//! End-to-end relay tests
//!
//! Runs a real listener on 127.0.0.1 with `cat`/`sh` standing in for the
//! agent CLI and drives it with a WebSocket client.

#![cfg(unix)]

use std::net::{IpAddr, Ipv4Addr};
use std::sync::Arc;
use std::time::Duration;

use futures::{SinkExt, StreamExt};
use nix::sys::signal::kill;
use nix::unistd::Pid;
use serde_json::{json, Value};
use tokio::net::TcpStream;
use tokio_tungstenite::tungstenite::Message;
use tokio_tungstenite::{connect_async, MaybeTlsStream, WebSocketStream};

use ca_core::config::RelayConfig;
use ca_core::{AuthToken, BindDecision, NetworkMode, TokenStore};
use ca_relay::{RelayContext, RelayHandle, RelayServer, SessionManager};

type Client = WebSocketStream<MaybeTlsStream<TcpStream>>;

const WAIT: Duration = Duration::from_secs(5);

struct Relay {
    handle: RelayHandle,
    sessions: Arc<SessionManager>,
    token: AuthToken,
}

impl Relay {
    fn url(&self) -> String {
        format!("ws://{}/", self.handle.local_addr())
    }
}

fn test_config(program: &str, args: &[&str]) -> RelayConfig {
    let mut config = RelayConfig {
        termination_grace: Duration::from_secs(1),
        auth_timeout: Duration::from_secs(1),
        ..Default::default()
    };
    config.agent.program = Some(program.to_string());
    config.agent.args = args.iter().map(|s| s.to_string()).collect();
    config
}

async fn start_relay(mode: NetworkMode, config: RelayConfig) -> Relay {
    let token = AuthToken::generate();
    let tokens = Arc::new(TokenStore::in_memory(token.clone()));
    let sessions = Arc::new(SessionManager::from_config(&config));
    let ctx = RelayContext::new(mode, &config, tokens, Arc::clone(&sessions));
    let decision = BindDecision::new(IpAddr::V4(Ipv4Addr::LOCALHOST), 0, mode);

    let handle = RelayServer::start(decision, ctx).await.unwrap();
    Relay {
        handle,
        sessions,
        token,
    }
}

async fn connect(relay: &Relay) -> Client {
    let (ws, _) = connect_async(relay.url()).await.unwrap();
    ws
}

async fn send_json(ws: &mut Client, value: Value) {
    ws.send(Message::Text(value.to_string())).await.unwrap();
}

async fn send_init(ws: &mut Client, token: &str) {
    send_json(
        ws,
        json!({"type": "init", "token": token, "cols": 80, "rows": 24}),
    )
    .await;
}

/// Next JSON text frame, skipping terminal output
async fn next_json(ws: &mut Client) -> Value {
    tokio::time::timeout(WAIT, async {
        loop {
            match ws.next().await {
                Some(Ok(Message::Text(text))) => return serde_json::from_str(&text).unwrap(),
                Some(Ok(Message::Close(frame))) => panic!("closed while waiting for json: {frame:?}"),
                Some(Ok(_)) => continue,
                other => panic!("unexpected end of stream: {other:?}"),
            }
        }
    })
    .await
    .expect("timed out waiting for a json frame")
}

async fn expect_status(ws: &mut Client, status: &str) -> Value {
    let msg = next_json(ws).await;
    assert_eq!(msg["type"], "status", "got {msg}");
    assert_eq!(msg["status"], status, "got {msg}");
    msg
}

/// Accumulate binary output until it contains `needle`
async fn read_output_until(ws: &mut Client, needle: &str) -> String {
    tokio::time::timeout(WAIT, async {
        let mut output = Vec::new();
        loop {
            match ws.next().await {
                Some(Ok(Message::Binary(data))) => {
                    output.extend_from_slice(&data);
                    let text = String::from_utf8_lossy(&output).into_owned();
                    if text.contains(needle) {
                        return text;
                    }
                }
                Some(Ok(_)) => continue,
                other => panic!("stream ended before {needle:?}: {other:?}"),
            }
        }
    })
    .await
    .expect("timed out waiting for output")
}

/// Close code the server ends the connection with
async fn expect_close(ws: &mut Client) -> u16 {
    tokio::time::timeout(WAIT, async {
        loop {
            match ws.next().await {
                Some(Ok(Message::Close(Some(frame)))) => return u16::from(frame.code),
                Some(Ok(Message::Close(None))) => panic!("close without a code"),
                Some(Ok(_)) => continue,
                other => panic!("stream ended without a close frame: {other:?}"),
            }
        }
    })
    .await
    .expect("timed out waiting for close")
}

fn is_alive(pid: u32) -> bool {
    kill(Pid::from_raw(pid as i32), None).is_ok()
}

async fn wait_until(mut condition: impl FnMut() -> bool) -> bool {
    for _ in 0..100 {
        if condition() {
            return true;
        }
        tokio::time::sleep(Duration::from_millis(50)).await;
    }
    condition()
}

fn only_session_pid(sessions: &SessionManager) -> u32 {
    let ids = sessions.list();
    assert_eq!(ids.len(), 1, "expected exactly one session, got {ids:?}");
    sessions.get(ids[0]).unwrap().pid().unwrap()
}

#[tokio::test]
async fn test_authenticated_echo() {
    let relay = start_relay(NetworkMode::LocalSubnet, test_config("/bin/cat", &[])).await;
    let mut ws = connect(&relay).await;

    send_init(&mut ws, relay.token.as_str()).await;
    expect_status(&mut ws, "starting").await;
    expect_status(&mut ws, "ready").await;

    ws.send(Message::Binary(b"ls\n".to_vec())).await.unwrap();
    let output = read_output_until(&mut ws, "ls").await;
    assert!(output.contains("ls"));

    relay.handle.stop().await;
}

#[tokio::test]
async fn test_input_order_is_preserved() {
    let relay = start_relay(NetworkMode::LocalSubnet, test_config("/bin/cat", &[])).await;
    let mut ws = connect(&relay).await;

    send_init(&mut ws, relay.token.as_str()).await;
    expect_status(&mut ws, "starting").await;
    expect_status(&mut ws, "ready").await;

    for line in ["alpha\n", "bravo\n", "charlie\n"] {
        ws.send(Message::Binary(line.as_bytes().to_vec())).await.unwrap();
    }
    let output = read_output_until(&mut ws, "charlie").await;

    let a = output.find("alpha").unwrap();
    let b = output.find("bravo").unwrap();
    let c = output.find("charlie").unwrap();
    assert!(a < b && b < c, "out of order: {output:?}");

    relay.handle.stop().await;
}

#[tokio::test]
async fn test_wrong_token_rejected_without_session() {
    let relay = start_relay(NetworkMode::LocalSubnet, test_config("/bin/cat", &[])).await;
    let mut ws = connect(&relay).await;

    send_init(&mut ws, "wrong").await;
    let msg = expect_status(&mut ws, "auth_failed").await;
    assert_eq!(msg["message"], "Invalid or missing token");
    assert_eq!(expect_close(&mut ws).await, 4001);
    assert!(relay.sessions.is_empty());

    relay.handle.stop().await;
}

#[tokio::test]
async fn test_missing_init_rejected_in_local_mode() {
    let relay = start_relay(NetworkMode::LocalSubnet, test_config("/bin/cat", &[])).await;
    let mut ws = connect(&relay).await;

    expect_status(&mut ws, "auth_failed").await;
    assert_eq!(expect_close(&mut ws).await, 4001);
    assert!(relay.sessions.is_empty());

    relay.handle.stop().await;
}

#[tokio::test]
async fn test_vpn_mode_bridges_without_token() {
    let relay = start_relay(NetworkMode::VpnOverlay, test_config("/bin/cat", &[])).await;
    let mut ws = connect(&relay).await;

    expect_status(&mut ws, "starting").await;
    expect_status(&mut ws, "ready").await;
    assert_eq!(relay.sessions.len(), 1);

    ws.send(Message::Binary(b"overlay\n".to_vec())).await.unwrap();
    read_output_until(&mut ws, "overlay").await;

    relay.handle.stop().await;
}

#[tokio::test]
async fn test_disconnect_kills_process() {
    let relay = start_relay(NetworkMode::VpnOverlay, test_config("/bin/cat", &[])).await;
    let mut ws = connect(&relay).await;

    expect_status(&mut ws, "starting").await;
    expect_status(&mut ws, "ready").await;
    let pid = only_session_pid(&relay.sessions);
    assert!(is_alive(pid));

    ws.close(None).await.unwrap();
    drop(ws);

    let sessions = Arc::clone(&relay.sessions);
    assert!(wait_until(|| sessions.is_empty()).await, "session not removed");
    assert!(wait_until(|| !is_alive(pid)).await, "process {pid} still alive");

    relay.handle.stop().await;
}

/// Agent that echoes raw bytes once `READY` has been printed
fn raw_cat_config() -> RelayConfig {
    test_config("/bin/sh", &["-c", "stty raw -echo; echo READY; exec cat"])
}

const FLOOD_CHUNK: usize = 4096;
const FLOOD_CHUNKS: usize = 400;

#[tokio::test]
async fn test_input_flood_keeps_output_flowing() {
    let relay = start_relay(NetworkMode::VpnOverlay, raw_cat_config()).await;
    let mut ws = connect(&relay).await;

    expect_status(&mut ws, "starting").await;
    expect_status(&mut ws, "ready").await;
    read_output_until(&mut ws, "READY").await;

    let (mut sink, mut stream) = ws.split();
    let sender = tokio::spawn(async move {
        for _ in 0..FLOOD_CHUNKS {
            sink.send(Message::Binary(vec![b'a'; FLOOD_CHUNK])).await.unwrap();
        }
        sink
    });

    let expected = FLOOD_CHUNK * FLOOD_CHUNKS;
    let received = tokio::time::timeout(Duration::from_secs(30), async {
        let mut received = 0;
        while received < expected {
            match stream.next().await {
                Some(Ok(Message::Binary(data))) => received += data.len(),
                Some(Ok(_)) => continue,
                other => panic!("stream ended after {received} bytes: {other:?}"),
            }
        }
        received
    })
    .await
    .expect("echo stalled");
    assert!(received >= expected);

    let _sink = sender.await.unwrap();
    relay.handle.stop().await;
}

#[tokio::test]
async fn test_disconnect_during_input_flood_kills_process() {
    let relay = start_relay(NetworkMode::VpnOverlay, raw_cat_config()).await;
    let mut ws = connect(&relay).await;

    expect_status(&mut ws, "starting").await;
    expect_status(&mut ws, "ready").await;
    read_output_until(&mut ws, "READY").await;
    let pid = only_session_pid(&relay.sessions);

    // Never read the echo; sending stalls once every buffer is full.
    let _ = tokio::time::timeout(Duration::from_secs(3), async {
        for _ in 0..FLOOD_CHUNKS {
            if ws.send(Message::Binary(vec![b'a'; FLOOD_CHUNK])).await.is_err() {
                break;
            }
        }
    })
    .await;
    drop(ws);

    let sessions = Arc::clone(&relay.sessions);
    assert!(wait_until(|| sessions.is_empty()).await, "session not removed");
    assert!(wait_until(|| !is_alive(pid)).await, "process {pid} still alive");

    relay.handle.stop().await;
}

#[tokio::test]
async fn test_zero_heartbeat_interval_is_clamped() {
    let config = RelayConfig {
        heartbeat_interval: Duration::ZERO,
        heartbeat_timeout: Duration::from_secs(5),
        ..test_config("/bin/cat", &[])
    };
    let relay = start_relay(NetworkMode::VpnOverlay, config).await;
    let mut ws = connect(&relay).await;

    expect_status(&mut ws, "starting").await;
    expect_status(&mut ws, "ready").await;
    ws.send(Message::Binary(b"still here\n".to_vec())).await.unwrap();
    read_output_until(&mut ws, "still here").await;

    relay.handle.stop().await;
}

#[tokio::test]
async fn test_restart_replaces_session() {
    let relay = start_relay(NetworkMode::VpnOverlay, test_config("/bin/cat", &[])).await;
    let mut ws = connect(&relay).await;

    expect_status(&mut ws, "starting").await;
    expect_status(&mut ws, "ready").await;
    let first_id = relay.sessions.list()[0];
    let first_pid = only_session_pid(&relay.sessions);

    send_json(&mut ws, json!({"type": "restart"})).await;
    expect_status(&mut ws, "starting").await;
    expect_status(&mut ws, "ready").await;

    let ids = relay.sessions.list();
    assert_eq!(ids.len(), 1);
    assert_ne!(ids[0], first_id);
    assert!(wait_until(|| !is_alive(first_pid)).await);

    relay.handle.stop().await;
}

#[tokio::test]
async fn test_ping_answered_with_pong() {
    let relay = start_relay(NetworkMode::VpnOverlay, test_config("/bin/cat", &[])).await;
    let mut ws = connect(&relay).await;

    expect_status(&mut ws, "starting").await;
    expect_status(&mut ws, "ready").await;

    send_json(&mut ws, json!({"type": "ping"})).await;
    let msg = next_json(&mut ws).await;
    assert_eq!(msg, json!({"type": "pong"}));

    relay.handle.stop().await;
}

#[tokio::test]
async fn test_resize_reaches_terminal() {
    let relay = start_relay(NetworkMode::VpnOverlay, test_config("/bin/sh", &[])).await;
    let mut ws = connect(&relay).await;

    expect_status(&mut ws, "starting").await;
    expect_status(&mut ws, "ready").await;

    send_json(&mut ws, json!({"type": "resize", "cols": 101, "rows": 37})).await;
    ws.send(Message::Binary(b"stty size\n".to_vec())).await.unwrap();
    read_output_until(&mut ws, "37 101").await;

    relay.handle.stop().await;
}

#[tokio::test]
async fn test_process_exit_ends_connection() {
    let relay = start_relay(
        NetworkMode::VpnOverlay,
        test_config("/bin/sh", &["-c", "echo finished"]),
    )
    .await;
    let mut ws = connect(&relay).await;

    expect_status(&mut ws, "starting").await;
    expect_status(&mut ws, "ready").await;
    read_output_until(&mut ws, "finished").await;
    expect_status(&mut ws, "session_ended").await;
    assert_eq!(expect_close(&mut ws).await, 1000);

    let sessions = Arc::clone(&relay.sessions);
    assert!(wait_until(|| sessions.is_empty()).await);

    relay.handle.stop().await;
}

#[tokio::test]
async fn test_spawn_failure_reported() {
    let relay = start_relay(
        NetworkMode::VpnOverlay,
        test_config("/nonexistent/agent-binary", &[]),
    )
    .await;
    let mut ws = connect(&relay).await;

    expect_status(&mut ws, "starting").await;
    expect_status(&mut ws, "spawn_failed").await;
    assert_eq!(expect_close(&mut ws).await, 4002);
    assert!(relay.sessions.is_empty());

    relay.handle.stop().await;
}

#[tokio::test]
async fn test_heartbeat_timeout_closes_silent_client() {
    let config = RelayConfig {
        heartbeat_interval: Duration::from_secs(1),
        heartbeat_timeout: Duration::from_secs(2),
        ..test_config("/bin/cat", &[])
    };
    let relay = start_relay(NetworkMode::VpnOverlay, config).await;
    let mut ws = connect(&relay).await;

    expect_status(&mut ws, "starting").await;
    expect_status(&mut ws, "ready").await;

    // Stay silent: without reads the client never answers pings.
    tokio::time::sleep(Duration::from_millis(3500)).await;

    assert_eq!(expect_close(&mut ws).await, 4003);
    let sessions = Arc::clone(&relay.sessions);
    assert!(wait_until(|| sessions.is_empty()).await);

    relay.handle.stop().await;
}

#[tokio::test]
async fn test_stop_terminates_sessions() {
    let relay = start_relay(NetworkMode::VpnOverlay, test_config("/bin/cat", &[])).await;
    let mut ws = connect(&relay).await;

    expect_status(&mut ws, "starting").await;
    expect_status(&mut ws, "ready").await;
    let pid = only_session_pid(&relay.sessions);
    let sessions = Arc::clone(&relay.sessions);

    relay.handle.stop().await;

    expect_status(&mut ws, "session_ended").await;
    assert_eq!(expect_close(&mut ws).await, 1001);
    assert!(sessions.is_empty());
    assert!(wait_until(|| !is_alive(pid)).await);
}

◆ ◆ ◆

REQUIRED WORK
How many lines of the listing above hold the string "panic"? Answer with the number alone.

EXERCISE RESPONSE
6